Ned explains: “We want to build a community that is honest and ‘clean,’ so it will keep to the course we have charted. You should be able to pass on to those after you the right value system, course, and direction, helping scale everything up.”
Along with the organization’s efforts to make business more ethical, BESCO is working toward
legislative changes to make it easier for companies to obtain investor funding and hire non-EU workers and for Bulgaria to attract foreign investment and startup talent. For the future, BESCO has its sights on pension reform and the passing of a personal insolvency law that allows entrepreneurs to start over more easily.
Collectively, BESCO members are helping change the idea of business as a dog-eat-dog proposition and encourage collaboration in the name of creating a strong Bulgaria brand. “Giving back is the most important part of our code of honor and is a mark of the new generation of entrepreneurs in Bulgaria. We believe that social and economic progress requires sharing of resources, which includes knowhow and knowledge, as well as a common vision and mission,” Ned says.
He admits that these words sound idealistic but adds, “These are our fundamental principles, and BESCO won’t renege on them.”
Nor will Ned ever give up trying to fill in dotted lines where he sees them. With enough people adopting that mindset and being willing to do the work, Bulgaria will miss fewer opportunities—and the benefits will trickle down to ever more individuals as well as whole communities.

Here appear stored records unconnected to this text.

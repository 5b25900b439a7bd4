//! Course catalog and placement types

use serde::{Deserialize, Serialize};

/// Academic term
///
/// Variant order is chronological within a calendar year (winter
/// intersession in January first), so the derived `Ord` gives the term rank
/// used by prerequisite ordering.
#[derive(Debug, Clone, Copy, PartialEq, Eq, PartialOrd, Ord, Hash, Serialize, Deserialize)]
#[serde(rename_all = "snake_case")]
pub enum Term {
    Winter,
    Spring,
    Summer,
    Fall,
}

impl std::fmt::Display for Term {
    fn fmt(&self, f: &mut std::fmt::Formatter<'_>) -> std::fmt::Result {
        match self {
            Self::Winter => write!(f, "winter"),
            Self::Spring => write!(f, "spring"),
            Self::Summer => write!(f, "summer"),
            Self::Fall => write!(f, "fall"),
        }
    }
}

impl std::str::FromStr for Term {
    type Err = String;

    fn from_str(s: &str) -> Result<Self, Self::Err> {
        match s.to_lowercase().as_str() {
            "winter" => Ok(Self::Winter),
            "spring" => Ok(Self::Spring),
            "summer" => Ok(Self::Summer),
            "fall" | "autumn" => Ok(Self::Fall),
            _ => Err(format!("Unknown term: {}. Use: fall, spring, summer, or winter", s)),
        }
    }
}

/// Planning status of a placed course
#[derive(Debug, Clone, Copy, PartialEq, Eq, Serialize, Deserialize, Default)]
#[serde(rename_all = "snake_case")]
pub enum CourseStatus {
    #[default]
    Planned,
    InProgress,
    Completed,
    Failed,
}

impl std::fmt::Display for CourseStatus {
    fn fmt(&self, f: &mut std::fmt::Formatter<'_>) -> std::fmt::Result {
        match self {
            Self::Planned => write!(f, "planned"),
            Self::InProgress => write!(f, "in_progress"),
            Self::Completed => write!(f, "completed"),
            Self::Failed => write!(f, "failed"),
        }
    }
}

/// Degree-requirement category of a course
#[derive(Debug, Clone, Copy, PartialEq, Eq, Serialize, Deserialize, Default)]
#[serde(rename_all = "snake_case")]
pub enum CourseType {
    #[default]
    Core,
    Elective,
    General,
}

/// A catalog course - immutable fact, never mutated by planning
#[derive(Debug, Clone, PartialEq, Serialize, Deserialize)]
pub struct Course {
    /// Unique identifier (e.g., "cs-101")
    pub id: String,

    /// Display code (e.g., "CS-101")
    pub code: String,

    /// Course title
    pub title: String,

    /// Credit weight (positive)
    pub credits: u32,

    /// Catalog description
    #[serde(default, skip_serializing_if = "Option::is_none")]
    pub description: Option<String>,

    /// Prerequisite course codes
    #[serde(default)]
    pub prerequisites: Vec<String>,

    /// Compound prerequisite expression (informational only, not evaluated)
    #[serde(default, skip_serializing_if = "Option::is_none")]
    pub prereq_expression: Option<String>,

    /// Terms the course is typically offered in
    pub offered_terms: Vec<Term>,

    /// Requirement category
    #[serde(rename = "type", default)]
    pub course_type: CourseType,

    /// Requirement bucket label (e.g., "Core", "Math")
    #[serde(default, skip_serializing_if = "Option::is_none")]
    pub requirement_bucket: Option<String>,
}

/// Grade-point value for a letter grade
///
/// Unrecognized grade strings map to 0.0 rather than failing.
pub fn grade_points(grade: &str) -> f64 {
    match grade {
        "A+" | "A" => 4.0,
        "A-" => 3.7,
        "B+" => 3.3,
        "B" => 3.0,
        "B-" => 2.7,
        "C+" => 2.3,
        "C" => 2.0,
        "C-" => 1.7,
        "D+" => 1.3,
        "D" => 1.0,
        "D-" => 0.7,
        _ => 0.0,
    }
}

/// A course placed into a semester: catalog fact plus planning state
///
/// The `semester_id` back-reference must always match the semester whose
/// course collection contains it; all mutation paths keep the two in
/// lock-step via the plan store's relocate primitive.
#[derive(Debug, Clone, PartialEq, Serialize, Deserialize)]
pub struct PlannedCourse {
    #[serde(flatten)]
    pub course: Course,

    /// Planning status
    #[serde(default)]
    pub status: CourseStatus,

    /// Letter grade, present iff completed
    #[serde(default, skip_serializing_if = "Option::is_none")]
    pub grade: Option<String>,

    /// Grade-point value derived from the letter grade
    #[serde(default, skip_serializing_if = "Option::is_none")]
    pub grade_points: Option<f64>,

    /// Identifier of the semester currently holding this course
    pub semester_id: String,
}

impl PlannedCourse {
    /// Place a catalog course into a semester (copy-on-place)
    pub fn place(course: Course, semester_id: impl Into<String>) -> Self {
        Self {
            course,
            status: CourseStatus::Planned,
            grade: None,
            grade_points: None,
            semester_id: semester_id.into(),
        }
    }

    /// Mark this course completed with a letter grade
    pub fn complete(&mut self, grade: &str) {
        self.status = CourseStatus::Completed;
        self.grade = Some(grade.to_string());
        self.grade_points = Some(grade_points(grade));
    }

    /// Whether the course has been completed
    pub fn is_completed(&self) -> bool {
        self.status == CourseStatus::Completed
    }
}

In addition to BESCO founder, Ned is a member of the Association of Bulgarian Leaders and Entrepreneurs (ABLE), a graduate of ABF’s Summer Entrepreneurship Program, and a serial entrepreneur with experience in sustainable fashion, finance, and high tech. He has mentored individuals and startups in Business Academy for Starting Entrepreneurs (BASE), the pre-accelerator Start It Smart, and Eleven Startup Accelerator.
BESCO’s work is supported in part through a grant by the America for Bulgaria Foundation.